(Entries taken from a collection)
........

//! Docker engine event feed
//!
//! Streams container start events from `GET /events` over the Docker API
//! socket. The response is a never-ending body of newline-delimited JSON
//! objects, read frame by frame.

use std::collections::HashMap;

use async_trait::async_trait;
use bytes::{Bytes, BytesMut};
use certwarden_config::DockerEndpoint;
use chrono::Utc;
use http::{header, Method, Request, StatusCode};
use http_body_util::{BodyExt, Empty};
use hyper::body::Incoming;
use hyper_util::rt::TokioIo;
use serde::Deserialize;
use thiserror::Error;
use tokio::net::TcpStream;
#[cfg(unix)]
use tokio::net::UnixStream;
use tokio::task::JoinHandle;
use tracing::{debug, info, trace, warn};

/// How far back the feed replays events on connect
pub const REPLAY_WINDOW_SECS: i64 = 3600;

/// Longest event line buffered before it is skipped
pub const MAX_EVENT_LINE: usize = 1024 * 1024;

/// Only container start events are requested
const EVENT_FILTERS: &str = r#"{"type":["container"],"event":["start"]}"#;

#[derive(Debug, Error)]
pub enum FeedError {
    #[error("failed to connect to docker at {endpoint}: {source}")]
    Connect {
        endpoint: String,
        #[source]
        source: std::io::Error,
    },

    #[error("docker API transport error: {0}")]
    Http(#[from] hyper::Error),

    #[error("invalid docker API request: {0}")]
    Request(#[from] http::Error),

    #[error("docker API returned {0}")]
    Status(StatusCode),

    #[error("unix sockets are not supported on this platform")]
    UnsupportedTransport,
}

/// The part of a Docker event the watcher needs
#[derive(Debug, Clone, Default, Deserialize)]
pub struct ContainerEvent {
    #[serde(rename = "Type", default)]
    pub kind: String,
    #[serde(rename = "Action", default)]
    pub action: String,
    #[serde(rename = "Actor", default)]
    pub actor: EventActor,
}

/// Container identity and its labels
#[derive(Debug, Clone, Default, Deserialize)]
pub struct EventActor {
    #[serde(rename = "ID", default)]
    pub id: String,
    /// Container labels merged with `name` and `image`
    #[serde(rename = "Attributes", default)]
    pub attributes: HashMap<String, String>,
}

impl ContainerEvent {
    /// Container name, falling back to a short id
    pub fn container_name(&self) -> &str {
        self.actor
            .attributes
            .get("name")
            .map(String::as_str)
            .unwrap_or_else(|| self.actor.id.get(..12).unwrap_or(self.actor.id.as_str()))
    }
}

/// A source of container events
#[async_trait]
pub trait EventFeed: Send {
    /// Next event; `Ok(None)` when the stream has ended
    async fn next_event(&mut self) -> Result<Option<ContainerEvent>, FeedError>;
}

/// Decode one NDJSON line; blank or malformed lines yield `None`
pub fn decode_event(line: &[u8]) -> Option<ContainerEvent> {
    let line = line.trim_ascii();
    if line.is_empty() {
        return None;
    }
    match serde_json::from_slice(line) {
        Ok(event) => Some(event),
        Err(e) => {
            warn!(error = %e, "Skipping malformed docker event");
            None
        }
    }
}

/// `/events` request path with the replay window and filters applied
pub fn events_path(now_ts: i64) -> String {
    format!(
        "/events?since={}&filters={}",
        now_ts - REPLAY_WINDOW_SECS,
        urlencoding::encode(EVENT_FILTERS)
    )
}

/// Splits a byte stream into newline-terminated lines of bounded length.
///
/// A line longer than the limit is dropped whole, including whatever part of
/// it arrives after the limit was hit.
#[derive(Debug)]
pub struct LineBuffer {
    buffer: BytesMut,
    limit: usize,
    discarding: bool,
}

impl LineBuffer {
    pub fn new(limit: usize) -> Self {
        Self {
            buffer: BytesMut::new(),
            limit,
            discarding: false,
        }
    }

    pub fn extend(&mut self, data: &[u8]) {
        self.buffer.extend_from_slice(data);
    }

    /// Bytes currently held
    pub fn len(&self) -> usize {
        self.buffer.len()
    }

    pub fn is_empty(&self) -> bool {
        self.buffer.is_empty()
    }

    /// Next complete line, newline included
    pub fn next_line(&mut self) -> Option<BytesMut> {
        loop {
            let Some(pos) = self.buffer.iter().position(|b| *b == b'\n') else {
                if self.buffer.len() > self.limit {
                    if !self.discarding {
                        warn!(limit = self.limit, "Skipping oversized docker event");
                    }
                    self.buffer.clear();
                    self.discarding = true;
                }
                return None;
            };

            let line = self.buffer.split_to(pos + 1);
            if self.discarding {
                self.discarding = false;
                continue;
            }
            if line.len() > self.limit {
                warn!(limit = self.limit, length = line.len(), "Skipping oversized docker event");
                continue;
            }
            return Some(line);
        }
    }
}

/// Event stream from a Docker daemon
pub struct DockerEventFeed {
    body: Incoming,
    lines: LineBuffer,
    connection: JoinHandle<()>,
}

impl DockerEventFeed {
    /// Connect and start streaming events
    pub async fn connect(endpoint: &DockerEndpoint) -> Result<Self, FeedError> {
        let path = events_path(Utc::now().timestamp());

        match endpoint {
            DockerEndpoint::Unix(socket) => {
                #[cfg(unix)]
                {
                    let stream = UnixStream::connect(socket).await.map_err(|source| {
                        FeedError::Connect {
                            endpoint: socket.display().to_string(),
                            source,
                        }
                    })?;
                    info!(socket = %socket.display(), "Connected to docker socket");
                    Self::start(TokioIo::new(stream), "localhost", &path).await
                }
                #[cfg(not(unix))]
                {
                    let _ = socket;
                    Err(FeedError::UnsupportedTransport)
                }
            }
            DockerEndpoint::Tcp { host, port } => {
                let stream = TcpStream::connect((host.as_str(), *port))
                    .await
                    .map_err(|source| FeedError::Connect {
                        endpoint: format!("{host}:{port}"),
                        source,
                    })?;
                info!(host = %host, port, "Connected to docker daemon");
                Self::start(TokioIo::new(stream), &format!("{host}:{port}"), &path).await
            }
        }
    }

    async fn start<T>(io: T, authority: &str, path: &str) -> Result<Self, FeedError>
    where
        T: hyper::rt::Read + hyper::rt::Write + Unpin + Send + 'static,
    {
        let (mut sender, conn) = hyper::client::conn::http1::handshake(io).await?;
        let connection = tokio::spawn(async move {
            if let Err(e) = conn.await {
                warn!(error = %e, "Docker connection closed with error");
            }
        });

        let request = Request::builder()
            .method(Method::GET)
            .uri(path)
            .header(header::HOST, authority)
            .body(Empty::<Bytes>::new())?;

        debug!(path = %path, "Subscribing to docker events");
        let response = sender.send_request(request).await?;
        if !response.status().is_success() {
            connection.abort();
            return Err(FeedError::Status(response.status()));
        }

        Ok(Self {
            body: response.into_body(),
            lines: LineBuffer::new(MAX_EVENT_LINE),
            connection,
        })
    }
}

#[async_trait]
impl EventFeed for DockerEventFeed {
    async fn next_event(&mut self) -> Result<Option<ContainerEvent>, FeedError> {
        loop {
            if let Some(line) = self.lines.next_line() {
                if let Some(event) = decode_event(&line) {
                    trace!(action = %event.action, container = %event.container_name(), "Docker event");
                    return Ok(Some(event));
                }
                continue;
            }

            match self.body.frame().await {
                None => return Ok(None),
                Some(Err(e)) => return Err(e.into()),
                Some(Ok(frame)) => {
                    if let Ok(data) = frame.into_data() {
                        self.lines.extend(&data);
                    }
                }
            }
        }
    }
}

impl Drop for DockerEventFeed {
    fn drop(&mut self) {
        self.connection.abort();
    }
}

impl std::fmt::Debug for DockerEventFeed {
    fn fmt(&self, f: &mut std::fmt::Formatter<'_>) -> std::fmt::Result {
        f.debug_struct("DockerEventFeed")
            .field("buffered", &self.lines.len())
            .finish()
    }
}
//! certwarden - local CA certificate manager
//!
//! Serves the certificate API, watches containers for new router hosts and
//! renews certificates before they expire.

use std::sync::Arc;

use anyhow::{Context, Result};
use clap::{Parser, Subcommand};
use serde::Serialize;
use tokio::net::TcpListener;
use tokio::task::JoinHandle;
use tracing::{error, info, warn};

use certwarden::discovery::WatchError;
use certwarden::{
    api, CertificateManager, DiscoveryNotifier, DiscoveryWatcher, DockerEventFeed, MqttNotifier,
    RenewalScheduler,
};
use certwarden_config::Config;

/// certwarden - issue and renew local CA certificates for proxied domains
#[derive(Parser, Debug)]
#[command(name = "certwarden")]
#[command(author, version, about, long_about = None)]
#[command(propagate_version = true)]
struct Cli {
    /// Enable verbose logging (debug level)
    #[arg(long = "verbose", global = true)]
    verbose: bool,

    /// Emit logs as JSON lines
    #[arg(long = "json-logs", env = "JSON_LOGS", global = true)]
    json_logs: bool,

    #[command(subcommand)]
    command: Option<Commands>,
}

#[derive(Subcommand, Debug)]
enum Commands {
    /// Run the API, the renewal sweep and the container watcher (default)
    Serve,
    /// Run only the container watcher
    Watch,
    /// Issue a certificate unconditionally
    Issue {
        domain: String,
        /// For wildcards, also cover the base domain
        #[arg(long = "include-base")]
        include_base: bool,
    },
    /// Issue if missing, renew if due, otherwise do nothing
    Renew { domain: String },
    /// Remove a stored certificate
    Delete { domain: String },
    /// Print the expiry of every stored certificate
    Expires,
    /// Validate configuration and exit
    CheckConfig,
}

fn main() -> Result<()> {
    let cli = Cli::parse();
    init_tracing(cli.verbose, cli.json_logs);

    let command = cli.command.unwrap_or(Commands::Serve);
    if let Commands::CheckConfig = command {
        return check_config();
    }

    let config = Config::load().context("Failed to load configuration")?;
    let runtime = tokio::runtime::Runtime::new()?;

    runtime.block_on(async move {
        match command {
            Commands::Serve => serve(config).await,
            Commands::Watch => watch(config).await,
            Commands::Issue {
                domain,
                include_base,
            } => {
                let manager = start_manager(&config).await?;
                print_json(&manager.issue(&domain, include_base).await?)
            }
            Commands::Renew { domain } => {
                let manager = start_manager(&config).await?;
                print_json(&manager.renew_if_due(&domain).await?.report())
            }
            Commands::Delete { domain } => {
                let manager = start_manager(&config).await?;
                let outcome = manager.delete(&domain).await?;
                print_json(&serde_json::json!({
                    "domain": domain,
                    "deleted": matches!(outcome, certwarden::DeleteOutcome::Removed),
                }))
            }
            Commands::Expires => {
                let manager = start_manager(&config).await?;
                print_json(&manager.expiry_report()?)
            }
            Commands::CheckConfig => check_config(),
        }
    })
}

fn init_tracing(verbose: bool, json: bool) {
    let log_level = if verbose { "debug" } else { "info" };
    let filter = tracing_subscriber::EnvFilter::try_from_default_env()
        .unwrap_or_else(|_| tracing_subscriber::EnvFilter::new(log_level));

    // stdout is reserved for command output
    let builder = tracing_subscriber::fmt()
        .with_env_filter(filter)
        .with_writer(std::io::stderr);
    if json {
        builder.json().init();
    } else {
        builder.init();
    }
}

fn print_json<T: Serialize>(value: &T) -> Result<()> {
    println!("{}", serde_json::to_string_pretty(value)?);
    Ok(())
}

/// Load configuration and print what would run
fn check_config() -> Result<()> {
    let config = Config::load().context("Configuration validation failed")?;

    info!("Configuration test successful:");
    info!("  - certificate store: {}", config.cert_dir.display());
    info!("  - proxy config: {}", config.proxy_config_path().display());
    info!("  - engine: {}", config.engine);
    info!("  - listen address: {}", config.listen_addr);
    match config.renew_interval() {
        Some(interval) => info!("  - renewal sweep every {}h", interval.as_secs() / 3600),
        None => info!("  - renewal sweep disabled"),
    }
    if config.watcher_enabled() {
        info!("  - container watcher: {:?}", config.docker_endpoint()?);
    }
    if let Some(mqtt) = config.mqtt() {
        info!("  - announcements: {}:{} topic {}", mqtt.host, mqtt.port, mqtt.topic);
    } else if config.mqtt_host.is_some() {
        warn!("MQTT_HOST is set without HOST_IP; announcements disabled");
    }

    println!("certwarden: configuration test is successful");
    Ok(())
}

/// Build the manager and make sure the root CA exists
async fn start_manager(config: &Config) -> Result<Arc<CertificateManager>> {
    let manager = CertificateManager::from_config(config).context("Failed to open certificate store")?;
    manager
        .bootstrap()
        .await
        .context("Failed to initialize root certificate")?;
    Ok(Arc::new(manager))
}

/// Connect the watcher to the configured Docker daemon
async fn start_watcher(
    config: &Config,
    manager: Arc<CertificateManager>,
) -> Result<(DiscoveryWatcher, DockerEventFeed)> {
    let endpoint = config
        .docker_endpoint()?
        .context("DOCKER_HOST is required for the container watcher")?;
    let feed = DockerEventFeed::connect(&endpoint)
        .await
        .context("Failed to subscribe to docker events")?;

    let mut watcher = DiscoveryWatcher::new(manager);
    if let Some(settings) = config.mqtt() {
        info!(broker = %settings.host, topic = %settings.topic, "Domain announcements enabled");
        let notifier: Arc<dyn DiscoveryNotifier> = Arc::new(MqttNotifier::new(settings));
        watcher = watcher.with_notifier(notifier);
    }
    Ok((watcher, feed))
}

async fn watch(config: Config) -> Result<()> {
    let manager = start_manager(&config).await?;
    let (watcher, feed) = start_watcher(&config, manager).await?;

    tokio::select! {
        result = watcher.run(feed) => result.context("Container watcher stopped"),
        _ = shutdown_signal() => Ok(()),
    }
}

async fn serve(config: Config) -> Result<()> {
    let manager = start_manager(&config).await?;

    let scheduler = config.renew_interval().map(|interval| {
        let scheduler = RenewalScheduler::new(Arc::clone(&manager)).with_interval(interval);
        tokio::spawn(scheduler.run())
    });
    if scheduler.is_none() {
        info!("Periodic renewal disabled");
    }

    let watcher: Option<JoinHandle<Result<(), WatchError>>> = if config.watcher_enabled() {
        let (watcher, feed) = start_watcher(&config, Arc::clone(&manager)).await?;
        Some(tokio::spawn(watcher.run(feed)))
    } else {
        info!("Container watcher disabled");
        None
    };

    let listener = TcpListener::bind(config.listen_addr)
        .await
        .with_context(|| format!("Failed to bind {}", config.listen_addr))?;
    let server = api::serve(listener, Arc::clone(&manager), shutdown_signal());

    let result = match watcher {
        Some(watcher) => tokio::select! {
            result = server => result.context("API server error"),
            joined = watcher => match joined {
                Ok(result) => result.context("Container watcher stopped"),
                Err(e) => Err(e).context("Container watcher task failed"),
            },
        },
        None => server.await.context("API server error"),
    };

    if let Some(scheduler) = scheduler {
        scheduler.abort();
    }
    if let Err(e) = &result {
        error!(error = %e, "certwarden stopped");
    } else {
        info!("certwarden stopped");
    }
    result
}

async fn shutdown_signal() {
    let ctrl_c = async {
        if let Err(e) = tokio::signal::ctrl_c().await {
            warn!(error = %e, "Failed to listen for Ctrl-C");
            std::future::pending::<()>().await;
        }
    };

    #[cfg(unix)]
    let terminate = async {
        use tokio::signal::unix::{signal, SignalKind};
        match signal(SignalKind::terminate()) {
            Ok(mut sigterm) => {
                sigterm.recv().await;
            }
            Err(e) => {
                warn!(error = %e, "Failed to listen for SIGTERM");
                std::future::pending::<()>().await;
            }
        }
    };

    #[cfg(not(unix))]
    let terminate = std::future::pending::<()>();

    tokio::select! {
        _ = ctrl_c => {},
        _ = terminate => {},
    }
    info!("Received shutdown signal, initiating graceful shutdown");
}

........

**EXERCISE REQUIREMENTS**
Take the entries above and return only the lines from the one with "return Ok(Some(event));" to the one with "fn fmt(&self, f: &mut", both included, unchanged.

**EXERCISE RESULT**
                    return Ok(Some(event));
                }
                continue;
            }

            match self.body.frame().await {
                None => return Ok(None),
                Some(Err(e)) => return Err(e.into()),
                Some(Ok(frame)) => {
                    if let Ok(data) = frame.into_data() {
                        self.lines.extend(&data);
                    }
                }
            }
        }
    }
}

impl Drop for DockerEventFeed {
    fn drop(&mut self) {
        self.connection.abort();
    }
}

impl std::fmt::Debug for DockerEventFeed {
    fn fmt(&self, f: &mut std::fmt::Formatter<'_>) -> std::fmt::Result {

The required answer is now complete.